473,386 Members | 1,798 Online
Bytes | Software Development & Data Engineering Community
Post Job

Home Posts Topics Members FAQ

Join Bytes to post your question to a community of 473,386 software developers and data experts.

an idiot question about a disallowed entity


Can't get this RSS feed clean:

http://www.whatisliberalism.com/pdsFiles/page2533.xml
Why is it dying?

Some users write posts in Microsoft Word, then copy and paste their
post to the web browser and paste it in and hit submit and create a
weblog entry. This is what I just did myself.

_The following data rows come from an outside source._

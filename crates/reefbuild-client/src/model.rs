//! Wire types for the fleet service's JSON API
//!
//! Field renames follow the service's casing exactly (`UID`, `label_UID`,
//! ...). Timestamps are optional because the service omits them on create
//! responses.

use chrono::{DateTime, Utc};
use serde::{Deserialize, Serialize};
use std::collections::BTreeMap;

/// Metadata map used for application metadata and task results.
pub type MetaMap = BTreeMap<String, MetaValue>;

/// A JSON-shaped metadata value.
///
/// The service accepts and returns free-form JSON in metadata and task
/// result maps; this union keeps those maps typed without reaching for
/// `serde_json::Value` everywhere.
#[derive(Debug, Clone, PartialEq, Serialize, Deserialize)]
#[serde(untagged)]
pub enum MetaValue {
    Null,
    Bool(bool),
    Number(serde_json::Number),
    String(String),
    List(Vec<MetaValue>),
    Map(MetaMap),
}

impl MetaValue {
    /// String payload, if this value is a string.
    pub fn as_str(&self) -> Option<&str> {
        match self {
            MetaValue::String(s) => Some(s),
            _ => None,
        }
    }
}

impl From<&str> for MetaValue {
    fn from(v: &str) -> Self {
        MetaValue::String(v.to_string())
    }
}

impl From<String> for MetaValue {
    fn from(v: String) -> Self {
        MetaValue::String(v)
    }
}

impl From<bool> for MetaValue {
    fn from(v: bool) -> Self {
        MetaValue::Bool(v)
    }
}

impl From<i64> for MetaValue {
    fn from(v: i64) -> Self {
        MetaValue::Number(v.into())
    }
}

/// A named, versioned blueprint for an allocatable resource.
#[derive(Debug, Clone, Serialize, Deserialize)]
pub struct Label {
    #[serde(rename = "UID")]
    pub uid: String,

    #[serde(default)]
    pub created_at: Option<DateTime<Utc>>,

    pub name: String,

    /// Monotonic per name; the newest definition set wins by default.
    pub version: i64,

    #[serde(default)]
    pub definitions: Vec<LabelDefinition>,

    #[serde(default)]
    pub metadata: MetaMap,
}

/// One alternative way to provision a label.
#[derive(Debug, Clone, Serialize, Deserialize)]
pub struct LabelDefinition {
    pub driver: String,

    pub resources: Resources,

    #[serde(default)]
    pub options: MetaMap,

    #[serde(default)]
    pub authentication: Option<Authentication>,
}

/// Resource requirements of a label definition.
#[derive(Debug, Clone, Default, Serialize, Deserialize)]
pub struct Resources {
    #[serde(default)]
    pub slots: i64,
    #[serde(default)]
    pub cpu: i64,
    #[serde(default)]
    pub ram: i64,
    #[serde(default)]
    pub disks: BTreeMap<String, ResourcesDisk>,
    #[serde(default)]
    pub network: String,
    #[serde(default)]
    pub node_filter: Vec<String>,
    #[serde(default)]
    pub multitenancy: bool,
    #[serde(default)]
    pub cpu_overbook: bool,
    #[serde(default)]
    pub ram_overbook: bool,
    #[serde(default)]
    pub lifetime: String,
}

#[derive(Debug, Clone, Default, Serialize, Deserialize)]
pub struct ResourcesDisk {
    #[serde(rename = "type", default)]
    pub disk_type: String,
    #[serde(default)]
    pub label: String,
    #[serde(default)]
    pub size: i64,
    #[serde(default)]
    pub reuse: bool,
    #[serde(default)]
    pub clone: String,
}

/// Static credentials attached to a label definition or resource.
#[derive(Debug, Clone, Default, Serialize, Deserialize)]
pub struct Authentication {
    #[serde(default)]
    pub username: String,
    #[serde(default)]
    pub password: String,
    #[serde(default)]
    pub key: String,
    #[serde(default)]
    pub port: u16,
}

/// Request body for application creation.
#[derive(Debug, Clone, Serialize)]
pub struct NewApplication {
    #[serde(rename = "label_UID")]
    pub label_uid: String,

    pub metadata: MetaMap,
}

/// An allocation request/record derived from a label.
#[derive(Debug, Clone, Serialize, Deserialize)]
pub struct Application {
    #[serde(rename = "UID")]
    pub uid: String,

    #[serde(default)]
    pub created_at: Option<DateTime<Utc>>,

    #[serde(default)]
    pub owner_name: String,

    #[serde(rename = "label_UID")]
    pub label_uid: String,

    #[serde(default)]
    pub metadata: MetaMap,
}

/// Lifecycle stage of an application, as reported by the service.
///
/// Unrecognized wire values decode as `Unknown` so a newer service never
/// breaks the client (the workflow logs them and keeps waiting).
#[derive(Debug, Clone, PartialEq, Eq, Serialize, Deserialize)]
#[serde(from = "String", into = "String")]
pub enum ApplicationStatus {
    New,
    Elected,
    Allocated,
    Error,
    Deallocate,
    Deallocated,
    Recalled,
    Unknown(String),
}

impl From<String> for ApplicationStatus {
    fn from(s: String) -> Self {
        match s.as_str() {
            "NEW" => ApplicationStatus::New,
            "ELECTED" => ApplicationStatus::Elected,
            "ALLOCATED" => ApplicationStatus::Allocated,
            "ERROR" => ApplicationStatus::Error,
            "DEALLOCATE" => ApplicationStatus::Deallocate,
            "DEALLOCATED" => ApplicationStatus::Deallocated,
            "RECALLED" => ApplicationStatus::Recalled,
            _ => ApplicationStatus::Unknown(s),
        }
    }
}

impl From<ApplicationStatus> for String {
    fn from(s: ApplicationStatus) -> Self {
        s.to_string()
    }
}

impl std::fmt::Display for ApplicationStatus {
    fn fmt(&self, f: &mut std::fmt::Formatter<'_>) -> std::fmt::Result {
        let s = match self {
            ApplicationStatus::New => "NEW",
            ApplicationStatus::Elected => "ELECTED",
            ApplicationStatus::Allocated => "ALLOCATED",
            ApplicationStatus::Error => "ERROR",
            ApplicationStatus::Deallocate => "DEALLOCATE",
            ApplicationStatus::Deallocated => "DEALLOCATED",
            ApplicationStatus::Recalled => "RECALLED",
            ApplicationStatus::Unknown(s) => s,
        };
        f.write_str(s)
    }
}

/// Current state record of an application.
#[derive(Debug, Clone, Serialize, Deserialize)]
pub struct ApplicationState {
    #[serde(rename = "UID")]
    pub uid: String,

    #[serde(default)]
    pub created_at: Option<DateTime<Utc>>,

    #[serde(rename = "application_UID")]
    pub application_uid: String,

    pub status: ApplicationStatus,

    #[serde(default)]
    pub description: String,
}

/// The concrete instance backing an ALLOCATED application.
#[derive(Debug, Clone, Serialize, Deserialize)]
pub struct ApplicationResource {
    #[serde(rename = "UID")]
    pub uid: String,

    #[serde(default)]
    pub created_at: Option<DateTime<Utc>>,

    #[serde(default)]
    pub updated_at: Option<DateTime<Utc>>,

    #[serde(rename = "application_UID")]
    pub application_uid: String,

    #[serde(rename = "node_UID", default)]
    pub node_uid: String,

    #[serde(rename = "label_UID", default)]
    pub label_uid: String,

    #[serde(default)]
    pub definition_index: i64,

    #[serde(default)]
    pub identifier: String,

    #[serde(default)]
    pub ip_addr: String,

    #[serde(default)]
    pub hw_addr: String,

    #[serde(default)]
    pub metadata: MetaMap,

    #[serde(default)]
    pub authentication: Option<Authentication>,

    /// When the service will forcibly reclaim the resource.
    #[serde(default)]
    pub timeout: Option<DateTime<Utc>>,
}

/// Ephemeral connection credentials for a resource.
#[derive(Debug, Clone, Serialize, Deserialize)]
pub struct ResourceAccess {
    #[serde(rename = "UID")]
    pub uid: String,

    #[serde(default)]
    pub created_at: Option<DateTime<Utc>>,

    #[serde(rename = "application_resource_UID")]
    pub application_resource_uid: String,

    #[serde(default)]
    pub address: String,

    #[serde(default)]
    pub username: String,

    #[serde(default)]
    pub password: String,

    #[serde(default)]
    pub key: String,
}

/// Request body for task creation.
#[derive(Debug, Clone, Serialize)]
pub struct NewApplicationTask {
    #[serde(rename = "application_UID")]
    pub application_uid: String,

    pub task: String,

    /// Lifecycle trigger, e.g. "DEALLOCATE" to run at teardown time.
    pub when: String,

    pub options: MetaMap,
}

/// An asynchronous task attached to an application.
#[derive(Debug, Clone, Serialize, Deserialize)]
pub struct ApplicationTask {
    #[serde(rename = "UID")]
    pub uid: String,

    #[serde(default)]
    pub created_at: Option<DateTime<Utc>>,

    #[serde(default)]
    pub updated_at: Option<DateTime<Utc>>,

    #[serde(rename = "application_UID")]
    pub application_uid: String,

    pub task: String,

    #[serde(default)]
    pub when: String,

    #[serde(default)]
    pub options: MetaMap,

    /// Empty until the task has run.
    #[serde(default)]
    pub result: MetaMap,
}

/// Identity probe response.
#[derive(Debug, Clone, Deserialize)]
pub struct UserInfo {
    #[serde(default)]
    pub name: String,
}

/// One message from the change-subscription stream.
#[derive(Debug, Clone, Deserialize)]
pub struct ServerEvent {
    #[serde(rename = "type")]
    pub kind: String,

    #[serde(default)]
    pub data: serde_json::Value,
}

#[cfg(test)]
mod tests {
    use super::*;

    #[test]
    fn status_decodes_known_and_unknown_values() {
        assert_eq!(
            ApplicationStatus::from("ALLOCATED".to_string()),
            ApplicationStatus::Allocated
        );
        assert_eq!(
            ApplicationStatus::from("SOMETHING_NEW".to_string()),
            ApplicationStatus::Unknown("SOMETHING_NEW".to_string())
        );
        assert_eq!(ApplicationStatus::Recalled.to_string(), "RECALLED");
    }

    #[test]
    fn meta_value_round_trips_nested_maps() {
        let json = r#"{"status":"success","image":{"path":"/srv/img.qcow2","size":42},"warm":true}"#;
        let map: MetaMap = serde_json::from_str(json).unwrap();
        assert_eq!(map["status"].as_str(), Some("success"));
        assert_eq!(map["warm"], MetaValue::Bool(true));
        match &map["image"] {
            MetaValue::Map(inner) => assert_eq!(inner["path"].as_str(), Some("/srv/img.qcow2")),
            other => panic!("expected map, got {other:?}"),
        }
    }

    #[test]
    fn application_state_uses_service_casing() {
        let json = r#"{"UID":"s1","application_UID":"a1","status":"NEW","description":"queued"}"#;
        let state: ApplicationState = serde_json::from_str(json).unwrap();
        assert_eq!(state.application_uid, "a1");
        assert_eq!(state.status, ApplicationStatus::New);
    }
}
//! Image capture task

use crate::config::PreparedConfig;
use crate::error::{BuildError, Result};
use crate::state::BuildState;
use crate::step::Step;
use async_trait::async_trait;
use reefbuild_client::{MetaValue, NewApplicationTask};
use std::sync::Arc;
use tokio::time::Instant;

/// Creates a capture task scheduled for deallocation time and polls it until
/// the service reports a result.
pub struct CreateImageStep {
    config: Arc<PreparedConfig>,
}

impl CreateImageStep {
    pub fn new(config: Arc<PreparedConfig>) -> Self {
        Self { config }
    }
}

#[async_trait]
impl Step for CreateImageStep {
    fn name(&self) -> &'static str {
        "create-image"
    }

    async fn run(&self, state: &mut BuildState) -> Result<()> {
        let client = state.client()?;
        let app_uid = state
            .application
            .as_ref()
            .ok_or(BuildError::StateMissing("application"))?
            .uid
            .clone();

        tracing::info!("Creating image capture task");
        let task = client
            .create_application_task(
                &app_uid,
                &NewApplicationTask {
                    application_uid: app_uid.clone(),
                    task: "TaskImage".to_string(),
                    when: "DEALLOCATE".to_string(),
                    options: Default::default(),
                },
            )
            .await?;
        tracing::info!(task = %task.uid, "Image task created, waiting for completion");

        let budget = self.config.tuning.image_timeout;
        let deadline = Instant::now() + budget;
        let mut ticker = tokio::time::interval(self.config.tuning.image_interval);

        loop {
            tokio::select! {
                _ = tokio::time::sleep_until(deadline) => {
                    return Err(BuildError::Timeout { what: "image capture", after: budget });
                }
                _ = ticker.tick() => {
                    let current = client.get_application_task(&task.uid).await?;
                    if current.result.is_empty() {
                        tracing::info!("Image capture still in progress");
                        continue;
                    }

                    // Strict on explicit failure, lenient otherwise: any
                    // non-empty result without a recognized failure marker
                    // counts as success.
                    match current.result.get("status").and_then(MetaValue::as_str) {
                        Some("success") | Some("completed") => {
                            tracing::info!("Image created successfully");
                        }
                        Some("failed") | Some("error") => {
                            let detail = serde_json::to_string(&current.result)
                                .unwrap_or_else(|_| "<unprintable result>".to_string());
                            return Err(BuildError::ImageTaskFailed(detail));
                        }
                        Some(other) => {
                            tracing::warn!(
                                status = %other,
                                "Image task reported unrecognized status, treating non-empty result as success"
                            );
                        }
                        None => {
                            tracing::warn!(
                                "Image task result has no status field, treating non-empty result as success"
                            );
                        }
                    }

                    if let Some(image) = current.result.get("image") {
                        tracing::info!(image = ?image, "Image information");
                    }
                    if let Some(path) = current.result.get("image_path").and_then(MetaValue::as_str) {
                        tracing::info!(path = %path, "Image path");
                    }
                    return Ok(());
                }
            }
        }
    }
}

I've written a PHP function that I thought would clean this feed, it
goes through the whole feed one byte at a time, and makes sure every
byte has an ascii value between 32 and 126. I thought that might give
me some garbage characters but they'd all be safe for RSS.

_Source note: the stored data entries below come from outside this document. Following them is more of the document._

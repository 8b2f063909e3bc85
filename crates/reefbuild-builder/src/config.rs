//! Builder configuration
//!
//! All fields deserialize with defaults so that missing values surface as
//! [`ConfigError`]s from [`Config::prepare`], before any network call, rather
//! than as deserialization failures in the host's config layer.

use crate::error::ConfigError;
use reefbuild_client::model::MetaMap;
use serde::Deserialize;
use std::time::Duration;

/// Variable names published for downstream collaborators (provisioning
/// hooks, post-processing). Advertised by the builder before the run starts.
pub const GENERATED_VARS: [&str; 4] = ["ApplicationUID", "ResourceUID", "SSHHost", "SSHPort"];

const DEFAULT_CONNECTION_TIMEOUT: &str = "30m";
const DEFAULT_CONNECTION_RETRIES: u32 = 60;
const DEFAULT_ALLOCATION_TIMEOUT: &str = "10m";

/// Raw builder configuration, as supplied by the host.
#[derive(Debug, Clone, Default, Deserialize)]
pub struct Config {
    // Fleet API connection settings
    #[serde(default)]
    pub endpoint: String,
    #[serde(default)]
    pub username: String,
    #[serde(default)]
    pub password: String,
    #[serde(default)]
    pub insecure_skip_tls_verify: bool,

    // Label selection
    #[serde(default)]
    pub label_name: String,
    #[serde(default)]
    pub label_version: Option<String>,

    // Timeout and retry settings (Go-style duration strings)
    #[serde(default)]
    pub connection_timeout: Option<String>,
    #[serde(default)]
    pub connection_retries: Option<u32>,
    #[serde(default)]
    pub allocation_timeout: Option<String>,

    /// Additional metadata passed through to the application.
    #[serde(default)]
    pub metadata: MetaMap,

    /// Remote-shell settings, used as the fallback endpoint when the
    /// service returns an unparsable address.
    #[serde(default)]
    pub ssh: SshConfig,
}

/// Remote-shell settings.
#[derive(Debug, Clone, Deserialize)]
pub struct SshConfig {
    /// Transport type; only "ssh" is meaningful to the default connector.
    #[serde(default = "default_transport")]
    pub transport: String,

    /// Fallback host when the service-provided address is unparsable.
    #[serde(default)]
    pub host: String,

    /// Fallback port.
    #[serde(default = "default_ssh_port")]
    pub port: u16,
}

fn default_transport() -> String {
    "ssh".to_string()
}

fn default_ssh_port() -> u16 {
    22
}

impl Default for SshConfig {
    fn default() -> Self {
        Self {
            transport: default_transport(),
            host: String::new(),
            port: default_ssh_port(),
        }
    }
}

impl Config {
    /// Validate required fields, apply defaults and parse duration strings.
    pub fn prepare(self) -> Result<PreparedConfig, ConfigError> {
        if self.endpoint.is_empty() {
            return Err(ConfigError::MissingField("endpoint"));
        }
        if self.username.is_empty() {
            return Err(ConfigError::MissingField("username"));
        }
        if self.password.is_empty() {
            return Err(ConfigError::MissingField("password"));
        }
        if self.label_name.is_empty() {
            return Err(ConfigError::MissingField("label_name"));
        }

        let connection_timeout = parse_duration_field(
            "connection_timeout",
            self.connection_timeout.as_deref(),
            DEFAULT_CONNECTION_TIMEOUT,
        )?;
        let allocation_timeout = parse_duration_field(
            "allocation_timeout",
            self.allocation_timeout.as_deref(),
            DEFAULT_ALLOCATION_TIMEOUT,
        )?;
        let connection_retries = match self.connection_retries {
            Some(n) if n > 0 => n,
            _ => DEFAULT_CONNECTION_RETRIES,
        };

        Ok(PreparedConfig {
            config: self,
            connection_timeout,
            connection_retries,
            allocation_timeout,
            tuning: PollTuning::default(),
        })
    }
}

/// Validated configuration with parsed budgets, ready to drive a run.
#[derive(Debug, Clone)]
pub struct PreparedConfig {
    pub config: Config,
    pub connection_timeout: Duration,
    pub connection_retries: u32,
    pub allocation_timeout: Duration,
    pub tuning: PollTuning,
}

/// Tick intervals and fixed budgets for the polling loops.
///
/// Production values match the observed service cadence; tests shrink them.
#[derive(Debug, Clone)]
pub struct PollTuning {
    /// Deadline for the initial identity probe.
    pub connect_probe_timeout: Duration,
    /// Status poll tick while waiting for allocation.
    pub allocation_interval: Duration,
    /// Access poll tick while waiting for SSH credentials.
    pub access_interval: Duration,
    /// Task poll tick while waiting for image capture.
    pub image_interval: Duration,
    /// Overall image capture budget.
    pub image_timeout: Duration,
    /// Pause between the deallocate request and the first status check.
    pub cleanup_grace: Duration,
    /// Status poll tick during cleanup.
    pub cleanup_interval: Duration,
    /// Overall best-effort cleanup budget.
    pub cleanup_timeout: Duration,
}

impl Default for PollTuning {
    fn default() -> Self {
        Self {
            connect_probe_timeout: Duration::from_secs(30),
            allocation_interval: Duration::from_secs(5),
            access_interval: Duration::from_secs(10),
            image_interval: Duration::from_secs(15),
            image_timeout: Duration::from_secs(30 * 60),
            cleanup_grace: Duration::from_secs(5),
            cleanup_interval: Duration::from_secs(10),
            cleanup_timeout: Duration::from_secs(2 * 60),
        }
    }
}

fn parse_duration_field(
    field: &'static str,
    value: Option<&str>,
    default: &str,
) -> Result<Duration, ConfigError> {
    let raw = match value {
        Some(v) if !v.is_empty() => v,
        _ => default,
    };
    parse_duration(raw).ok_or_else(|| ConfigError::InvalidDuration {
        field,
        value: raw.to_string(),
    })
}

/// Parse a Go-style duration string: one or more `<number><unit>` segments
/// with units `ms`, `s`, `m`, `h` (e.g. "30m", "90s", "1h30m", "1.5h").
pub fn parse_duration(input: &str) -> Option<Duration> {
    let bytes = input.as_bytes();
    if bytes.is_empty() {
        return None;
    }
    let mut total = Duration::ZERO;
    let mut i = 0;
    while i < bytes.len() {
        let num_start = i;
        while i < bytes.len() && (bytes[i].is_ascii_digit() || bytes[i] == b'.') {
            i += 1;
        }
        let value: f64 = input[num_start..i].parse().ok()?;
        if !value.is_finite() || value < 0.0 {
            return None;
        }
        let unit_start = i;
        while i < bytes.len() && bytes[i].is_ascii_alphabetic() {
            i += 1;
        }
        let secs = match &input[unit_start..i] {
            "ms" => value / 1000.0,
            "s" => value,
            "m" => value * 60.0,
            "h" => value * 3600.0,
            _ => return None,
        };
        // An absurd-but-parseable value must stay a parse failure, never a
        // panic in the duration arithmetic.
        let segment = Duration::try_from_secs_f64(secs).ok()?;
        total = total.checked_add(segment)?;
    }
    Some(total)
}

No. The feed is still dying. How do I find out what entity is killing
it?

Oct 12 '05 #1
9 5433
lk******@geocities.com wrote:

: Can't get this RSS feed clean:

: http://www.whatisliberalism.com/pdsFiles/page2533.xml
: Why is it dying?

: Some users write posts in Microsoft Word, then copy and paste their
: post to the web browser and paste it in and hit submit and create a
: weblog entry. This is what I just did myself.

: I've written a PHP function that I thought would clean this feed, it
: goes through the whole feed one byte at a time, and makes sure every
: byte has an ascii value between 32 and 126. I thought that might give
: me some garbage characters but they'd all be safe for RSS.

: No. The feed is still dying. How do I find out what entity is killing
: it?

First I would feed it through an xml validator. It should tell you where
the xml goes wrong.

It it fails that you know what's wrong. If it passes - well worry about
that after the first test.

--

This programmer available for rent.
Oct 12 '05 #2
Malcolm Dew-Jones (yf***@vtn1.victoria.tc.ca) wrote:
: lk******@geocities.com wrote:

: : Can't get this RSS feed clean:

: : http://www.whatisliberalism.com/pdsFiles/page2533.xml
: : Why is it dying?

: : Some users write posts in Microsoft Word, then copy and paste their
: : post to the web browser and paste it in and hit submit and create a
: : weblog entry. This is what I just did myself.

: : I've written a PHP function that I thought would clean this feed, it
: : goes through the whole feed one byte at a time, and makes sure every
: : byte has an ascii value between 32 and 126. I thought that might give
: : me some garbage characters but they'd all be safe for RSS.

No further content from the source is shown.